1. Amazon breaks more records

On Boxing Day Amazon released its annual post-Christmas success breakdown, this year seeing a further 10m new consumers trying out its Prime service and reaching customers in 185 countries.

The ecommerce giant also continues to push the limits in terms of fulfilling deliveries to within hours of Christmas Day, with a Prime Now order being placed at 10:24pm on December 24th and being delivered by 11:06pm.

2. Abandonment remains prevalent, even when customers might seem extra keen to convert

In early December Barilliance published an interesting infographic detailing cart abandonment and conversion rates on Black Friday and Cyber Monday – two days when we might expect consumers to be more likely to convert than they are the rest of the time.

The personalization specialist found that the global average cart abandonment rate was 65% for these two dates, not too dissimilar to what we see the rest of the year.

But there were some intriguing variations across markets and channels, with Spanish mobile abandonment rates hitting as high as 89% and Australian desktop rates averaging a more respectable 64%.

3. Mobile and desktop help overall US Black Friday and Thanksgiving shopping grow by 4% on 2013

Data released by comScore had some great insight into the importance of mobile to the ecommerce landscape on Thanksgiving, Black Friday and Cyber Monday – as well as the overall impact digital commerce is having on US holiday shopping altogether.

Of these three key days, mobile boasted its biggest share on Thanksgiving – eating into 26% of online shopping spending at $361m.

Cyber Monday saw double the amount of digital spend, however, with $548m going through mobile (21% of all ecommerce spend) and more than $2bn going through desktop.

4. More mobile attention from Akamai

Cloud computing provider Akamai had more to say on the increasing importance of mobile over the Thanksgiving weekend in the US.

Overall Akamai’s data saw a 5% shift from desktop to mobile usage for the five-day Thanksgiving period year-over-year.

For them, mobile usage peaked at 5pm on Thanksgiving Day when 50% of ecommerce activity came from these devices. Big US names such as Walmart and JCPenney saw mobile boast an even larger share during this period.

5. 31% of British online Christmas shoppers experienced problems with their orders this Christmas

While mobile-friendly merchants may have seen more spend from consumers, and big names such as Amazon and Walmart are seeing continued growth in their appeal to global consumers, JDA highlighted that many UK shoppers didn’t have perfect online experiences this year.
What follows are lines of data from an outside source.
// Copyright (c) 2026 Bountyy Oy. All rights reserved.
// This software is proprietary and confidential.

//! Error types for the internal API client
//!
//! Construction errors (bad URL, method or header) are returned while a
//! request is being built. Transport errors (dial, TLS, cancellation) only
//! appear when the request is dispatched. Non-success answers from the
//! internal API become [`Error::Internal`] at the manager layer.

use thiserror::Error;

/// Result type alias for internal API operations
pub type Result<T> = std::result::Result<T, Error>;

/// Main error type for the internal API client
#[derive(Error, Debug)]
pub enum Error {
    /// HTTP protocol failure on an established connection
    #[error("HTTP error: {0}")]
    Http(#[from] hyper::Error),

    /// URL parsing failed
    #[error("Invalid URL: {0}")]
    Url(#[from] url::ParseError),

    /// Request target could not be turned into a request URI
    #[error("Invalid request URI: {0}")]
    Uri(#[from] http::uri::InvalidUri),

    /// Method string is not a valid HTTP method
    #[error("Invalid HTTP method '{0}'")]
    InvalidMethod(String),

    /// Header name or value is not representable on the wire
    #[error("Invalid header '{name}': {reason}")]
    InvalidHeader { name: String, reason: String },

    /// TLS setup or handshake failed
    #[error("TLS error for {server_name}: {reason}")]
    Tls { server_name: String, reason: String },

    /// The call context was cancelled
    #[error("context canceled")]
    Cancelled,

    /// The call context deadline passed
    #[error("context deadline exceeded")]
    DeadlineExceeded,

    /// Per-request timeout elapsed
    #[error("Operation timed out after {duration_ms}ms: {operation}")]
    Timeout {
        operation: String,
        duration_ms: u64,
        url: Option<String>,
    },

    /// The internal API answered with a non-success status
    #[error("internal API returned {status}: {message}")]
    Internal { status: u16, message: String },

    /// I/O error (dial, socket, file)
    #[error("I/O error: {0}")]
    Io(#[from] std::io::Error),

    /// Serialization error
    #[error("Serialization error: {0}")]
    Serialization(#[from] serde_json::Error),

    /// Configuration error
    #[error("Configuration error: {0}")]
    Config(String),

    /// Generic error
    #[error("{0}")]
    Other(String),
}

impl Error {
    /// Create an invalid header error
    pub fn invalid_header(name: impl Into<String>, reason: impl ToString) -> Self {
        Error::InvalidHeader {
            name: name.into(),
            reason: reason.to_string(),
        }
    }

    /// Create a TLS error
    pub fn tls(server_name: impl Into<String>, reason: impl ToString) -> Self {
        Error::Tls {
            server_name: server_name.into(),
            reason: reason.to_string(),
        }
    }

    /// Create a timeout error
    pub fn timeout(operation: impl Into<String>, duration_ms: u64) -> Self {
        Error::Timeout {
            operation: operation.into(),
            duration_ms,
            url: None,
        }
    }

    /// Create a timeout error with URL
    pub fn timeout_with_url(
        operation: impl Into<String>,
        duration_ms: u64,
        url: impl Into<String>,
    ) -> Self {
        Error::Timeout {
            operation: operation.into(),
            duration_ms,
            url: Some(url.into()),
        }
    }

    /// Create an error from a non-success internal API answer
    pub fn internal(status: u16, message: impl Into<String>) -> Self {
        Error::Internal {
            status,
            message: message.into(),
        }
    }

    /// Create a configuration error
    pub fn config<S: Into<String>>(msg: S) -> Self {
        Error::Config(msg.into())
    }

    /// Create a generic error
    pub fn other<S: Into<String>>(msg: S) -> Self {
        Error::Other(msg.into())
    }

    /// Check if this is a timeout error
    pub fn is_timeout(&self) -> bool {
        matches!(self, Error::Timeout { .. } | Error::DeadlineExceeded)
    }

    /// Check if the call context ended the operation
    pub fn is_cancellation(&self) -> bool {
        matches!(self, Error::Cancelled | Error::DeadlineExceeded)
    }

    /// Check if this happened while talking to the server rather than while
    /// building the request
    pub fn is_transport(&self) -> bool {
        matches!(
            self,
            Error::Http(_) | Error::Io(_) | Error::Tls { .. } | Error::Timeout { .. }
        )
    }

    /// Check if the caller may reasonably try again
    pub fn is_recoverable(&self) -> bool {
        match self {
            Error::Timeout { .. } | Error::Http(_) | Error::Io(_) => true,
            Error::Internal { status, .. } => (500..600).contains(status),
            _ => false,
        }
    }

    /// Get HTTP status code if available
    pub fn status_code(&self) -> Option<u16> {
        match self {
            Error::Internal { status, .. } => Some(*status),
            _ => None,
        }
    }

    /// Get URL if available
    pub fn url(&self) -> Option<&str> {
        match self {
            Error::Timeout { url: Some(u), .. } => Some(u),
            _ => None,
        }
    }
}

/// Helper trait for adding context to errors
pub trait ErrorContext<T> {
    /// Add URL context to error
    fn with_url(self, url: &str) -> Result<T>;

    /// Add operation context to error
    fn context(self, msg: &str) -> Result<T>;
}

impl<T, E: Into<Error>> ErrorContext<T> for std::result::Result<T, E> {
    fn with_url(self, url: &str) -> Result<T> {
        self.map_err(|e| {
            let err = e.into();
            match err {
                Error::Timeout {
                    operation,
                    duration_ms,
                    ..
                } => Error::Timeout {
                    operation,
                    duration_ms,
                    url: Some(url.to_string()),
                },
                other => other,
            }
        })
    }

    fn context(self, msg: &str) -> Result<T> {
        self.map_err(|e| {
            let err = e.into();
            Error::Other(format!("{}: {}", msg, err))
        })
    }
}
Nearly one in three British shoppers reported problems, with 45% of these saying their deliveries were late or they never came. Additionally, nearly half (49%) of those that had problems simply said they missed deliveries. 

On the flipside, 39% of British shoppers used click & collect services and many had a positive response to this delivery option. 34% of these shoppers said they would use these services more next Christmas.

Takeaways

Broadly speaking, 2014 saw another successful Christmas period for sellers who have worked hard to make their wares accessible on mobile, and to ensure the customer journey is seamless across desktops and smaller devices.

Fulfilment-wise, we can see from Amazon’s impressive performance and JDA’s data that consumers are becoming increasingly interested in a variety of delivery options. 

Amazon is seeing great success with Prime and the even more customer-focused Prime Now service, while click & collect is proving a big hit in the UK – especially as many consumers continue to be less than satisfied when deliveries arrive at inappropriate times, turn up late or get lost altogether.

These five data points reinforce the notion that while customer experience up to checkout is essential to get right, fulfilment options and ensuring items are delivered as expected is especially important during the hectic Christmas period.